Several previous studies have shown that oral bisphosphonates (BPs) are associated with the incidence of 13 specific cancers, including lung cancer, esophageal cancer, gastric cancer, and colorectal cancer (CRC). However, the findings are heterogeneous. Relevant studies published in databases such as PubMed, Embase database, and Cochrane library were systematically retrieved from inception to August 25th, 2018, regardless of language, by two investigators independently. Afterwards, the maximum adjusted hazard ratios (HRs) and corresponding 95% confidence intervals (CIs) were extracted from the retrieved studies. Finally, 13 cohort studies involving 1,510,763 participants were enrolled into this meta-analysis. No significant relationship was found between oral BPs and the risk of all-cause cancer in osteoporosis (OP) patients among the entire population (HR 0.97, 95% CI 0.80-1.18; I2 92.5%). Besides, oral BPs could remarkably reduce the incidence of breast cancer (HR 0.79, 95% CI 0.68-0.92; I2 54%) and endometrial cancer (HR 0.79, 95% CI 0.64-0.96; I2 0%) in postmenopausal OP females.

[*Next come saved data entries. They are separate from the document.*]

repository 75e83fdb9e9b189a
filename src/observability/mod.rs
pub mod logging;

pub use logging::init_logging;
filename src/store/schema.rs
use rusqlite::Connection;

use crate::store::StoreResult;

const TELEMETRY_TABLE: &str = "CREATE TABLE IF NOT EXISTS telemetry(
	id INTEGER PRIMARY KEY,
	name TEXT NOT NULL,
	message_id INTEGER NOT NULL,
	macro TEXT,
	symbol INTEGER NOT NULL,
	module INTEGER NOT NULL,
	min_rate REAL,
	FOREIGN KEY (symbol) REFERENCES symbols(id),
	FOREIGN KEY (module) REFERENCES modules(id),
	UNIQUE (name, module, message_id));";

const COMMANDS_TABLE: &str = "CREATE TABLE IF NOT EXISTS commands(
	id INTEGER PRIMARY KEY,
	name TEXT NOT NULL,
	command_code INTEGER NOT NULL,
	message_id INTEGER NOT NULL,
	macro TEXT,
	symbol INTEGER NOT NULL,
	module INTEGER NOT NULL,
	FOREIGN KEY (symbol) REFERENCES symbols(id),
	FOREIGN KEY (module) REFERENCES modules(id),
	UNIQUE (name, command_code, module, message_id));";

const UNION_SELECTIONS_TABLE: &str = "CREATE TABLE IF NOT EXISTS union_selections(
	id INTEGER PRIMARY KEY,
	union_parent INTEGER NOT NULL,
	union_field INTEGER NOT NULL,
	telemetry_item INTEGER,
	command_item INTEGER,
	FOREIGN KEY (union_parent) REFERENCES fields(id),
	FOREIGN KEY (union_field) REFERENCES fields(id),
	FOREIGN KEY (telemetry_item) REFERENCES telemetry(id),
	FOREIGN KEY (command_item) REFERENCES commands(id),
	CHECK ((telemetry_item IS NULL) <> (command_item IS NULL)),
	UNIQUE (union_parent, union_field));";

/// Creates the tables the merge writes into. Purely additive: existing
/// tables are left untouched, whatever their shape.
pub fn ensure_tables(conn: &Connection) -> StoreResult<()> {
	for ddl in [TELEMETRY_TABLE, COMMANDS_TABLE, UNION_SELECTIONS_TABLE] {
		conn.execute_batch(ddl)?;
	}
	log::debug!("output tables present: telemetry, commands, union_selections");
	Ok(())
}
use std::path::PathBuf;

use clap::Parser;
use log::Level;
use union_mapper::{MergeError, config, observability, run};

#[derive(Parser)]
#[command(
	name = "union-mapper",
	about = "union-mapper - merge telemetry and command definitions into a symbol database"
)]
struct Cli {
	/// YAML file with telemetry and command metadata
	#[arg(long = "yaml-path", visible_alias = "document", alias = "yaml_path")]
	yaml_path: Option<PathBuf>,
	/// SQLite database holding the extracted symbols
	#[arg(long = "sqlite-path", visible_alias = "database", alias = "sqlite_path")]
	sqlite_path: Option<PathBuf>,
	/// Module subtree to merge, e.g. `/` or `/cfs/nav`
	#[arg(long)]
	module_path: Option<String>,
	#[arg(long)]
	log_level: Option<Level>,
	/// Walk and report without committing
	#[arg(long)]
	dry_run: bool,
	/// Print the merge report as JSON on stdout
	#[arg(long)]
	json: bool,
}

impl Cli {
	fn apply(&self, settings: &mut config::Settings) {
		if let Some(p) = &self.yaml_path {
			settings.document = Some(p.clone());
		}
		if let Some(p) = &self.sqlite_path {
			settings.database = Some(p.clone());
		}
		if let Some(p) = &self.module_path {
			settings.module_path = p.clone();
		}
		if let Some(l) = self.log_level {
			settings.log_level = l;
		}
		if self.dry_run {
			settings.dry_run = true;
		}
	}
}

fn main() {
	let cli = Cli::parse();

	let mut settings = match config::load() {
		Ok(s) => s,
		Err(e) => {
			eprintln!("failed to load config, using defaults: {}", e);
			config::Settings::default()
		}
	};
	cli.apply(&mut settings);

	if let Err(e) = observability::init_logging(settings.log_level.to_level_filter()) {
		eprintln!("{}", e);
	}

	match run(&settings) {
		Ok(report) if cli.json => match serde_json::to_string_pretty(&report) {
			Ok(json) => println!("{}", json),
			Err(e) => {
				eprintln!("failed to encode report: {}", e);
				std::process::exit(1);
			}
		},
		Ok(report) => println!(
			"{} telemetry, {} command(s), {} union selection(s) inserted; {} warning(s), {} error(s){}",
			report.telemetry.inserted,
			report.commands.inserted,
			report.union_selections.inserted,
			report.warnings().count(),
			report.errors().count(),
			if report.committed { "" } else { " (not committed)" }
		),
		Err(e) => {
			log::error!("{:#}. Aborting", e);
			let code = e
				.downcast_ref::<MergeError>()
				.map(MergeError::exit_code)
				.unwrap_or(1);
			std::process::exit(code);
		}
	}
}
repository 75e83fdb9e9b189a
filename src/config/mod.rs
use std::path::PathBuf;

use log::Level;
use serde::Deserialize;
use thiserror::Error;

use crate::merge::MergeOptions;

/// Runtime configuration for union-mapper.
///
/// Values are loaded from (in order): `/etc/union-mapper/union-mapper.json`,
/// the same file under the user config folders (all optional), and
/// environment variables prefixed with `UMAP_` (e.g. `UMAP_MODULE_PATH`).
/// Command line flags override whatever is loaded here.
#[derive(Debug, Deserialize, PartialEq, Eq, Clone)]
#[serde(default)]
pub struct Settings {
	/// SQLite metadata database to merge into
	pub database: Option<PathBuf>,
	/// YAML module document to merge from
	pub document: Option<PathBuf>,
	/// Module subtree to merge; `/` is the whole document
	pub module_path: String,
	pub log_level: Level,
	pub max_module_depth: usize,
	pub dry_run: bool,
}

impl Default for Settings {
	fn default() -> Self {
		let merge = MergeOptions::default();
		Self {
			database: None,
			document: None,
			module_path: merge.module_path,
			log_level: Level::Info,
			max_module_depth: merge.max_module_depth,
			dry_run: merge.dry_run,
		}
	}
}

impl Settings {
	pub fn merge_options(&self) -> MergeOptions {
		MergeOptions {
			module_path: self.module_path.clone(),
			max_module_depth: self.max_module_depth,
			dry_run: self.dry_run,
		}
	}
}

#[derive(Debug, Error)]
pub enum SettingsError {
	#[error("configuration error: {0}")]
	Config(#[from] config::ConfigError),
}

const CONFIG_FILE: &str = "union-mapper.json";

pub fn load() -> Result<Settings, SettingsError> {
	let mut builder = config::Config::builder().add_source(
		config::File::with_name("/etc/union-mapper/union-mapper.json").required(false),
	);

	if let Some(folder) = dirs::config_dir() {
		let user_config_path = folder.join("union-mapper").join(CONFIG_FILE);
		builder = builder.add_source(config::File::from(user_config_path).required(false));
	}
	if let Some(folder) = dirs::config_local_dir() {
		let local_config_path = folder.join("union-mapper").join(CONFIG_FILE);
		builder = builder.add_source(config::File::from(local_config_path).required(false));
	}

	builder = builder.add_source(config::Environment::with_prefix("UMAP").separator("__"));

	let cfg = builder.build()?;

	let mut s: Settings = cfg.try_deserialize()?;

	// Read the individual variables directly as well; the `config` crate's
	// key mapping does not always pick up underscored names.
	if let Ok(db) = std::env::var("UMAP_DATABASE") {
		if !db.is_empty() {
			s.database = Some(PathBuf::from(db));
		}
	}
	if let Ok(doc) = std::env::var("UMAP_DOCUMENT") {
		if !doc.is_empty() {
			s.document = Some(PathBuf::from(doc));
		}
	}
	if let Ok(p) = std::env::var("UMAP_MODULE_PATH") {
		if !p.is_empty() {
			s.module_path = p;
		}
	}
	if let Ok(d) = std::env::var("UMAP_MAX_MODULE_DEPTH") {
		if let Ok(parsed) = d.parse::<usize>() {
			s.max_module_depth = parsed;
		}
	}
	if let Ok(d) = std::env::var("UMAP_DRY_RUN") {
		if let Ok(parsed) = d.parse::<bool>() {
			s.dry_run = parsed;
		}
	}
	if let Ok(l) = std::env::var("UMAP_LOG_LEVEL") {
		if !l.is_empty() {
			if let Ok(parsed) = l.parse::<Level>() {
				s.log_level = parsed;
			}
		}
	}

	Ok(s)
}
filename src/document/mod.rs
//! Typed view of the module document.
//!
//! The document is a YAML tree of nested modules:
//!
//! ```yaml
//! modules:
//!   nav:
//!     telemetry:
//!       NavStatus:
//!         msgID: 100
//!         struct: NAV_STATUS_T
//!         union_select: { NAV_STATUS_T.mode: safe_mode }
//!     commands:
//!       NAV_CMD_MID:
//!         msgID: 0x1880
//!         commands:
//!           Reset: { cc: 1, struct: NAV_RESET_CMD_T }
//!     modules: { ... }
//! ```
//!
//! Every map keeps declaration order. Keys that are not recognized are
//! ignored.

use std::path::Path;

use indexmap::IndexMap;
use serde::Deserialize;

use crate::error::{MergeError, ValidationError};

/// One module: its own declarations plus nested modules. Any of the three
/// keys may be missing or explicitly null.
#[derive(Debug, Clone, Default, Deserialize, PartialEq)]
pub struct ModuleNode {
	#[serde(default)]
	pub telemetry: Option<IndexMap<String, Option<TelemetryDecl>>>,
	#[serde(default)]
	pub commands: Option<IndexMap<String, Option<CommandGroupDecl>>>,
	#[serde(default)]
	pub modules: Option<IndexMap<String, Option<ModuleNode>>>,
}

#[derive(Debug, Clone, Default, Deserialize, PartialEq)]
pub struct TelemetryDecl {
	#[serde(default, rename = "msgID")]
	pub msg_id: Option<i64>,
	#[serde(default, rename = "struct")]
	pub structure: Option<String>,
	#[serde(default)]
	pub min_rate: Option<f64>,
	#[serde(default)]
	pub union_select: Option<UnionSelect>,
}

/// A message id shared by a group of command variants.
#[derive(Debug, Clone, Default, Deserialize, PartialEq)]
pub struct CommandGroupDecl {
	#[serde(default, rename = "msgID")]
	pub msg_id: Option<i64>,
	#[serde(default)]
	pub commands: Option<IndexMap<String, Option<CommandDecl>>>,
}

#[derive(Debug, Clone, Default, Deserialize, PartialEq)]
pub struct CommandDecl {
	#[serde(default)]
	pub cc: Option<i64>,
	#[serde(default, rename = "struct")]
	pub structure: Option<String>,
	#[serde(default)]
	pub union_select: Option<UnionSelect>,
}

/// `{ "<root>.<path...>": "<arm>" }`; exactly one entry is meaningful.
#[derive(Debug, Clone, Default, Deserialize, PartialEq)]
#[serde(transparent)]
pub struct UnionSelect(pub IndexMap<String, String>);

impl UnionSelect {
	/// The single (dotted path, arm name) pair.
	pub fn single(&self) -> Result<(&str, &str), ValidationError> {
		match self.0.len() {
			1 => {
				let (path, arm) = self.0.iter().next().ok_or(ValidationError::UnionSelectShape(0))?;
				Ok((path.as_str(), arm.as_str()))
			}
			n => Err(ValidationError::UnionSelectShape(n)),
		}
	}
}

/// A parsed document. The root always carried a `modules` key, though its
/// value may be null.
#[derive(Debug, Clone, PartialEq)]
pub struct Document {
	root: ModuleNode,
}

/// The modules a merge run starts from, in declaration order.
pub type Subtree<'d> = Vec<(&'d str, &'d ModuleNode)>;

/// Modules picked by [`Document::select_subtree`], with the dotted document
/// path of their parent (empty when they sit at the top level).
#[derive(Debug)]
pub struct Selection<'d> {
	pub parent_path: String,
	pub modules: Subtree<'d>,
}

/// Dotted document path of module `name` nested under `parent`.
pub fn module_path(parent: &str, name: &str) -> String {
	if parent.is_empty() {
		format!("modules.{}", name)
	} else {
		format!("{}.modules.{}", parent, name)
	}
}

static EMPTY_MODULE: ModuleNode = ModuleNode {
	telemetry: None,
	commands: None,
	modules: None,
};

impl Document {
	pub fn from_path(path: impl AsRef<Path>) -> Result<Self, MergeError> {
		let text = std::fs::read_to_string(path.as_ref())?;
		log::debug!("read document {}", path.as_ref().display());
		Self::from_yaml(&text)
	}

	pub fn from_yaml(text: &str) -> Result<Self, MergeError> {
		let value: serde_yaml::Value = serde_yaml::from_str(text)?;
		let has_modules = value
			.as_mapping()
			.map(|m| m.contains_key("modules"))
			.unwrap_or(false);
		if !has_modules {
			return Err(MergeError::Structural(
				"document has no top-level 'modules' key".to_string(),
			));
		}
		let root: ModuleNode = serde_yaml::from_value(value)?;
		Ok(Self { root })
	}

	/// Selects the modules named by a slash-separated path. `"/"` selects
	/// every top-level module; `"/a/b"` selects module `b` nested in `a`.
	/// Empty segments are skipped.
	pub fn select_subtree(&self, selector: &str) -> Result<Selection<'_>, MergeError> {
		let mut parent_path = String::new();
		let mut selected: Option<(&str, &ModuleNode)> = None;

		for segment in selector.split('/').filter(|s| !s.is_empty()) {
			let parent = match selected {
				Some((name, node)) => {
					parent_path = module_path(&parent_path, name);
					node
				}
				None => &self.root,
			};
			let child = parent
				.modules
				.as_ref()
				.and_then(|children| children.get_key_value(segment))
				.ok_or_else(|| MergeError::ModulePathNotFound {
					segment: segment.to_string(),
					path: selector.to_string(),
				})?;
			selected = Some((child.0.as_str(), child.1.as_ref().unwrap_or(&EMPTY_MODULE)));
		}

		let modules = match selected {
			Some(one) => vec![one],
			None => children(&self.root),
		};
		Ok(Selection {
			parent_path,
			modules,
		})
	}
}

/// Nested modules of `node`; null entries read as empty modules.
pub fn children(node: &ModuleNode) -> Subtree<'_> {
	node.modules
		.iter()
		.flatten()
		.map(|(name, child)| (name.as_str(), child.as_ref().unwrap_or(&EMPTY_MODULE)))
		.collect()
}
//! Storage seam for the metadata database.
//!
//! `modules`, `symbols` and `fields` are owned by the upstream extraction
//! stage and are only ever read here. `telemetry`, `commands` and
//! `union_selections` are written by the merge.

pub mod schema;
pub mod sqlite;

use std::collections::HashMap;

use crate::error::StoreError;

pub use sqlite::SqliteStore;

pub type SymbolId = i64;
pub type FieldId = i64;
pub type ModuleId = i64;

pub type StoreResult<T> = Result<T, StoreError>;

/// A row of the `symbols` table. `target_symbol` is set iff the symbol is a
/// typedef alias of another symbol.
#[derive(Debug, Clone, PartialEq, Eq)]
pub struct SymbolRow {
	pub id: SymbolId,
	pub name: String,
	pub byte_size: Option<i64>,
	pub target_symbol: Option<SymbolId>,
}

/// A row of the `fields` table. `type_symbol` is the field's own type, which
/// may itself be an alias.
#[derive(Debug, Clone, PartialEq, Eq)]
pub struct FieldRow {
	pub id: FieldId,
	pub symbol: SymbolId,
	pub name: String,
	pub byte_offset: Option<i64>,
	pub type_symbol: Option<SymbolId>,
}

/// Identifies a row written by the merge; union selections point at exactly
/// one of these.
#[derive(Debug, Clone, Copy, PartialEq, Eq, Hash)]
pub enum RecordId {
	Telemetry(i64),
	Command(i64),
}

impl std::fmt::Display for RecordId {
	fn fmt(&self, f: &mut std::fmt::Formatter<'_>) -> std::fmt::Result {
		match self {
			RecordId::Telemetry(id) => write!(f, "telemetry #{}", id),
			RecordId::Command(id) => write!(f, "command #{}", id),
		}
	}
}

#[derive(Debug, Clone, PartialEq)]
pub struct NewTelemetry {
	pub name: String,
	pub message_id: i64,
	pub macro_name: String,
	pub symbol: SymbolId,
	pub module: ModuleId,
	pub min_rate: Option<f64>,
}

#[derive(Debug, Clone, PartialEq, Eq)]
pub struct NewCommand {
	pub name: String,
	pub command_code: i64,
	pub message_id: i64,
	pub macro_name: String,
	pub symbol: SymbolId,
	pub module: ModuleId,
}

/// A persisted union selection: `union_parent` is the union-typed field,
/// `union_field` the selected member inside it.
#[derive(Debug, Clone, Copy, PartialEq, Eq)]
pub struct UnionSelectionRow {
	pub id: i64,
	pub union_parent: FieldId,
	pub union_field: FieldId,
	pub owner: RecordId,
}

/// Every read and write the merge performs. Implemented by `SqliteStore`;
/// tests wrap it to observe traffic.
pub trait MetadataStore {
	/// All modules keyed by name.
	fn module_ids(&self) -> StoreResult<HashMap<String, ModuleId>>;

	/// Lowest id among symbols called `name`.
	fn symbol_id_by_name(&self, name: &str) -> StoreResult<Option<SymbolId>>;

	fn symbol(&self, id: SymbolId) -> StoreResult<Option<SymbolRow>>;

	/// Direct fields of a symbol, ordered by field id.
	fn fields_of(&self, symbol: SymbolId) -> StoreResult<Vec<FieldRow>>;

	fn find_telemetry(
		&self,
		name: &str,
		module: ModuleId,
		message_id: i64,
	) -> StoreResult<Option<i64>>;

	fn insert_telemetry(&self, record: &NewTelemetry) -> StoreResult<i64>;

	fn find_command(
		&self,
		name: &str,
		command_code: i64,
		module: ModuleId,
		message_id: i64,
	) -> StoreResult<Option<i64>>;

	fn insert_command(&self, record: &NewCommand) -> StoreResult<i64>;

	fn find_union_selection(
		&self,
		union_parent: FieldId,
		union_field: FieldId,
	) -> StoreResult<Option<UnionSelectionRow>>;

	fn insert_union_selection(
		&self,
		union_parent: FieldId,
		union_field: FieldId,
		owner: RecordId,
	) -> StoreResult<i64>;
}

In addition, oral BPs were also found to evidently reduce the incidence of upper gastrointestinal cancer in OP patients among the entire population (HR 0.73, 95% CI 0.54-0.98; I2 36.1%). However, oral BPs may lead to increased risk of liver cancer in mixed genders (HR 1.69, 95% CI 1.03-2.77; I2 30.7%). Taken together, oral BPs do not increase the risk of incidence of all-cause cancer; instead, they can reduce the incidence of breast, endometrial, and upper gastrointestinal cancers among the postmenopausal OP females. Our analysis stratified by gender suggests that oral BPs may increase the incidence of liver cancer in mixed genders, while no significant association was observed in females. Careful analysis of post-marketing data should be conducted to address the clinical relevance of our results on the putative association of oral BP use and liver cancer suggested by our meta-analysis.